Spray, do not roller

The rule that matters most: use an airless spray with a light, even pass. A roller pushes paint into the fibre mesh and bridges the gaps between fibres, and those air paths are exactly where sound enters the panel. One rolled coat can visibly fill the surface; two can turn an absorber into a reflector.

  • Use a matt, water-based emulsion. Avoid thick elastic or vinyl paints that form a skin.
  • Thin the first coat slightly and keep the gun moving; the goal is colour on the fibres, not a film across them.
  • Two light spray coats are the practical maximum per repaint if absorption matters in the room.
  • Let each coat dry fully. Wood wool holds moisture briefly in its surface fibres, and rushing coats leads to blotching.

How much absorption do you lose?

Industry testing on wood wool products generally shows that one or two properly sprayed coats reduce absorption only marginally, in the order of a few percent, while heavy or rolled application can cut mid and high frequency absorption dramatically. Treat every repaint as spending from a limited budget. A ceiling that has already been painted three or four times over the years should be assessed honestly: if the surface looks clogged and smooth rather than fibrous, replacement panels will restore both looks and acoustics, and at that point a factory-coloured panel is the sensible route.

Painting cut edges and screw heads

Exposed cut edges can be touched up with a small sprayer or even a brush, since edges contribute little to total absorption. The same goes for screw heads. This is the one place where brush application is fine.

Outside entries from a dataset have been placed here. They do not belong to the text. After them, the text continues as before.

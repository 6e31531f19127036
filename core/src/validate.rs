//! Cross-field validation of package properties.
//!
//! Single-field pattern checks (see [`patterns`](crate::patterns)) cannot
//! express relationships between properties, such as a `release` that only
//! makes sense alongside a `version`. [`PackageValidator`] covers those
//! relationships and reports at most one [`FieldError`] per call.
//!
//! # Examples
//!
//! ```
//! use package_model_core::*;
//!
//! let mut properties = Properties::new();
//! properties.insert("name".into(), "httpd".into());
//! properties.insert("version".into(), "2.4.6-93.el7".into());
//! assert!(validate_package(&properties).is_none());
//!
//! // A release alongside a version that already embeds one
//! properties.insert("release".into(), "93.el7".into());
//! let error = validate_package(&properties).unwrap();
//! assert_eq!(error.property_name, "release");
//! ```

use std::collections::{BTreeMap, BTreeSet, HashSet};

use serde::{Deserialize, Serialize};
use thiserror::Error;

/// Resolved property values of a single item, keyed by property name.
///
/// Unset optional properties are simply absent.
pub type Properties = BTreeMap<String, String>;

/// Version token that tracks whatever the repository currently offers.
pub const LATEST_VERSION: &str = "latest";

/// A validation failure attributed to a single property.
///
/// Errors are values: validators return them, they never panic or abort.
#[derive(Debug, Clone, PartialEq, Eq, Hash, Serialize, Deserialize, Error)]
#[error("{property_name}: {error_message}")]
pub struct FieldError {
    /// Property the error is reported against.
    pub property_name: String,
    /// Human-readable message shown to the operator.
    pub error_message: String,
}

impl FieldError {
    /// Error type name reported to the host model.
    pub const ERROR_TYPE: &'static str = "ValidationError";

    /// Creates an error against `property_name`.
    pub fn new(property_name: impl Into<String>, error_message: impl Into<String>) -> Self {
        Self {
            property_name: property_name.into(),
            error_message: error_message.into(),
        }
    }

    /// Returns the error type name, always [`FieldError::ERROR_TYPE`].
    pub fn error_type(&self) -> &'static str {
        Self::ERROR_TYPE
    }
}

/// A check run against the full property set of an item.
///
/// Implementations must be pure: the same input always produces the same
/// result, and no state is kept between calls.
pub trait ItemValidator: Send + Sync + std::fmt::Debug {
    /// Validates `properties`, returning the first violation found.
    fn validate(&self, properties: &Properties) -> Option<FieldError>;
}

/// Cross-field rules of the `package` item type.
///
/// Rules are evaluated in order and the first one that fires is returned:
///
/// 1. `version`/`release` coupling,
/// 2. `replaces` must differ from `name`,
/// 3. `requires` must not list `name` nor repeat a package.
#[derive(Debug, Clone, Copy, Default)]
pub struct PackageValidator;

impl ItemValidator for PackageValidator {
    fn validate(&self, properties: &Properties) -> Option<FieldError> {
        check_version_release(properties)
            .or_else(|| check_replaces(properties))
            .or_else(|| check_requires(properties))
    }
}

/// Validates package properties with [`PackageValidator`].
///
/// # Examples
///
/// ```
/// use package_model_core::*;
///
/// let mut properties = Properties::new();
/// properties.insert("name".into(), "foo".into());
/// properties.insert("replaces".into(), "foo".into());
///
/// let error = validate_package(&properties).unwrap();
/// assert_eq!(
///     error.error_message,
///     r#"Replacement of a modelled package "foo" with "foo" is not allowed."#
/// );
/// ```
pub fn validate_package(properties: &Properties) -> Option<FieldError> {
    PackageValidator.validate(properties)
}

fn check_version_release(properties: &Properties) -> Option<FieldError> {
    let release = properties.get("release");

    let Some(version) = properties.get("version") else {
        return release.map(|_| {
            FieldError::new(
                "release",
                "The property 'version' must be specified if a 'release' value is provided.",
            )
        });
    };

    let embeds_release = version.contains('-');
    let is_latest = version == LATEST_VERSION;

    match release {
        Some(_) if embeds_release => Some(FieldError::new(
            "release",
            "The property 'release' cannot be specified if the release is provided in the version.",
        )),
        // Message text is relied upon by existing consumers, keep as is.
        Some(_) if is_latest => Some(FieldError::new(
            "release",
            "The property 'release' cannot specified if 'version' is set to 'latest'",
        )),
        None if !embeds_release && !is_latest => Some(FieldError::new(
            "version",
            "Please define the release when the version is specified",
        )),
        _ => None,
    }
}

fn check_replaces(properties: &Properties) -> Option<FieldError> {
    let replaces = properties.get("replaces")?;
    let name = properties.get("name")?;

    if replaces != name {
        return None;
    }

    Some(FieldError::new(
        "replaces",
        format!("Replacement of a modelled package \"{replaces}\" with \"{name}\" is not allowed."),
    ))
}

fn check_requires(properties: &Properties) -> Option<FieldError> {
    let requires = properties.get("requires")?;
    let name = properties.get("name")?;

    let requirements: Vec<&str> = requires.split(',').collect();

    if requirements.contains(&name.as_str()) {
        return Some(FieldError::new(
            "requires",
            format!("Package \"{name}\" cannot require itself."),
        ));
    }

    let mut seen = HashSet::new();
    let duplicated: BTreeSet<&str> = requirements
        .iter()
        .copied()
        .filter(|requirement| !seen.insert(*requirement))
        .collect();

    if duplicated.is_empty() {
        return None;
    }

    let mut message = format!(
        "Package \"{name}\" has duplicated requirements. Duplicate package requires are : "
    );
    for duplicate in &duplicated {
        message.push_str(&format!("\"{duplicate}\" "));
    }

    Some(FieldError::new("requires", message))
}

A note on fire classification

Sonablock carries a B-s1,d0 reaction to fire classification as delivered. A thin coat of standard emulsion does not normally change how the product behaves in practice, but the tested classification formally applies to the panel as manufactured. For projects where the fire certificate must hold on paper, specify the colour from the factory instead of painting on site. That keeps the documentation clean for the fire engineer.